FateScript avatar Jun 06 '22 09:06 FateScript

What if you try solution in #1316 @YuNaruto @yannixzhu

I got two questions: 1) I don't figure out what's the 0.3.0 and 0.2.0 version stands for ? 2) I run this proj without pip install -v -e, and I put some modification for my own data training, the evaluation takes long time with my own evaluation function.
How can I fix this ?

yannixzhu avatar Jun 06 '22 10:06 yannixzhu

You might try pip install -v -e . first. @yannixzhu

FateScript avatar Jun 06 '22 11:06 FateScript

好像是因为在coco_evaluator中出现过一次synchronize,之后跳出来又有一次synchronize,按照dist.barrier的定义,所有的线程都跑到同一个地方之后,才会开始继续跑,这里因为不同的GPU卡在不同的地方,所以会挂起。你可以注释掉外面那个synchronize,就可以不挂起了。 另外,好像yolox的多卡代码是有问题的,我照着改完我的代码之后,训练一直无法收敛了。可能是优化器或者是scheduler的初始化处出现了问题,我目前还没有定位。

yyxr75 avatar Jun 21 '22 10:06 yyxr75

好像是因为在coco_evaluator中出现过一次synchronize,之后跳出来又有一次synchronize,按照dist.barrier的定义,所有的线程都跑到同一个地方之后,才会开始继续跑,这里因为不同的GPU卡在不同的地方,所以会挂起。你可以注释掉外面那个synchronize,就可以不挂起了。 另外,好像yolox的多卡代码是有问题的,我照着改完我的代码之后,训练一直无法收敛了。可能是优化器或者是scheduler的初始化处出现了问题,我目前还没有定位。

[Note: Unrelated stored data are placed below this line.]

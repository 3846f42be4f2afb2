use std::sync::Arc;

use anyhow::Result;

use crate::config::Config;
use crate::llm::{LanguageModel, client::LLMClient};
use crate::search::{ExaSearchClient, WebSearch};

/// 调研上下文：两个外部协作方与配置
#[derive(Clone)]
pub struct ResearchContext {
    /// 大模型协作方
    pub llm: Arc<dyn LanguageModel>,
    /// 网页搜索协作方
    pub search: Arc<dyn WebSearch>,
    /// 配置
    pub config: Config,
}

impl ResearchContext {
    /// 使用给定的协作方创建上下文
    pub fn new(config: Config, llm: Arc<dyn LanguageModel>, search: Arc<dyn WebSearch>) -> Self {
        Self {
            llm,
            search,
            config,
        }
    }

    /// 按配置创建默认协作方（rig大模型客户端 + Exa搜索）
    pub fn from_config(config: Config) -> Result<Self> {
        let llm = Arc::new(LLMClient::new(config.llm.clone())?);
        let search = Arc::new(ExaSearchClient::new(config.search.clone())?);
        Ok(Self::new(config, llm, search))
    }
}
use crate::research::agents::convergence_evaluator::ConvergenceEvaluator;
use crate::research::agents::{AgentType, PromptTemplate};
use crate::research::context::ResearchContext;
use crate::research::parser::{QueryListParse, parse_query_list};

/// 搜索词规划员 - 将用户问题拆解为最多四个精确的搜索词
#[derive(Default)]
pub struct QueryPlanner;

impl QueryPlanner {
    fn prompt_template(&self) -> PromptTemplate {
        PromptTemplate {
            system_prompt: "You are a helpful and precise research assistant.".to_string(),
            closing_instruction: "You are an expert research assistant. Given the user's query, \
                generate up to four distinct, precise search queries that would help gather \
                comprehensive information on the topic. Return only a list of quoted strings, \
                for example: ['query1', 'query2', 'query3']."
                .to_string(),
        }
    }

    /// 生成初始搜索词；任何失败都退化为以原始问题作为唯一搜索词，结果永不为空
    pub async fn generate_initial_queries(
        &self,
        context: &ResearchContext,
        query: &str,
    ) -> Vec<String> {
        let messages = self
            .prompt_template()
            .messages(&format!("User Query: {}", query));

        let response = match context.llm.complete(&messages).await {
            Ok(response) => response,
            Err(e) => {
                tracing::error!(agent = %AgentType::QueryPlanner, error = %e, "query generation failed");
                return vec![query.to_string()];
            }
        };

        let Some(text) = response.text_content() else {
            tracing::warn!(agent = %AgentType::QueryPlanner, "unexpected response shape");
            return vec![query.to_string()];
        };

        match parse_query_list(text) {
            QueryListParse::Parsed(queries) | QueryListParse::Fallback(queries) => {
                tracing::info!(agent = %AgentType::QueryPlanner, count = queries.len(), "generated initial queries");
                queries
            }
            QueryListParse::Empty | QueryListParse::Unrecognized => {
                tracing::warn!(agent = %AgentType::QueryPlanner, "could not parse queries from model output");
                vec![query.to_string()]
            }
        }
    }

    /// 生成后续搜索词；返回空列表表示无需继续调研
    pub async fn generate_followup_queries(
        &self,
        context: &ResearchContext,
        query: &str,
        previous_queries: &[String],
        contexts: &[String],
    ) -> Vec<String> {
        ConvergenceEvaluator
            .plan_next(context, query, previous_queries, contexts)
            .await
    }
}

我分别注释过这两个synchronize,还是会卡死

shiontao avatar Aug 03 '22 08:08 shiontao

好像是因为在coco_evaluator中出现过一次synchronize,之后跳出来又有一次synchronize,按照dist.barrier的定义,所有的线程都跑到同一个地方之后,才会开始继续跑,这里因为不同的GPU卡在不同的地方,所以会挂起。你可以注释掉外面那个synchronize,就可以不挂起了。 另外,好像yolox的多卡代码是有问题的,我照着改完我的代码之后,训练一直无法收敛了。可能是优化器或者是scheduler的初始化处出现了问题,我目前还没有定位。

我分别注释过这两个synchronize,还是会卡死

使用 pip install -v -e . 解决

wanyne-yyds avatar Aug 04 '22 02:08 wanyne-yyds

Hey guys. I found a workaround in my case.

(please fix me if I'm mistaken😉)

only allows IP socket communication

try setting these variables, in the scripts or in python by using os.environ[XXX] = ...

export NCCL_LL_THRESHOLD=0
export NCCL_P2P_DISABLE=1
export NCCL_IB_DISABLE=1

The NCCL_P2P_DISABLE variable disables the peer to peer (P2P) transport, which uses CUDA direct access between GPUs, using NVLink or PCI.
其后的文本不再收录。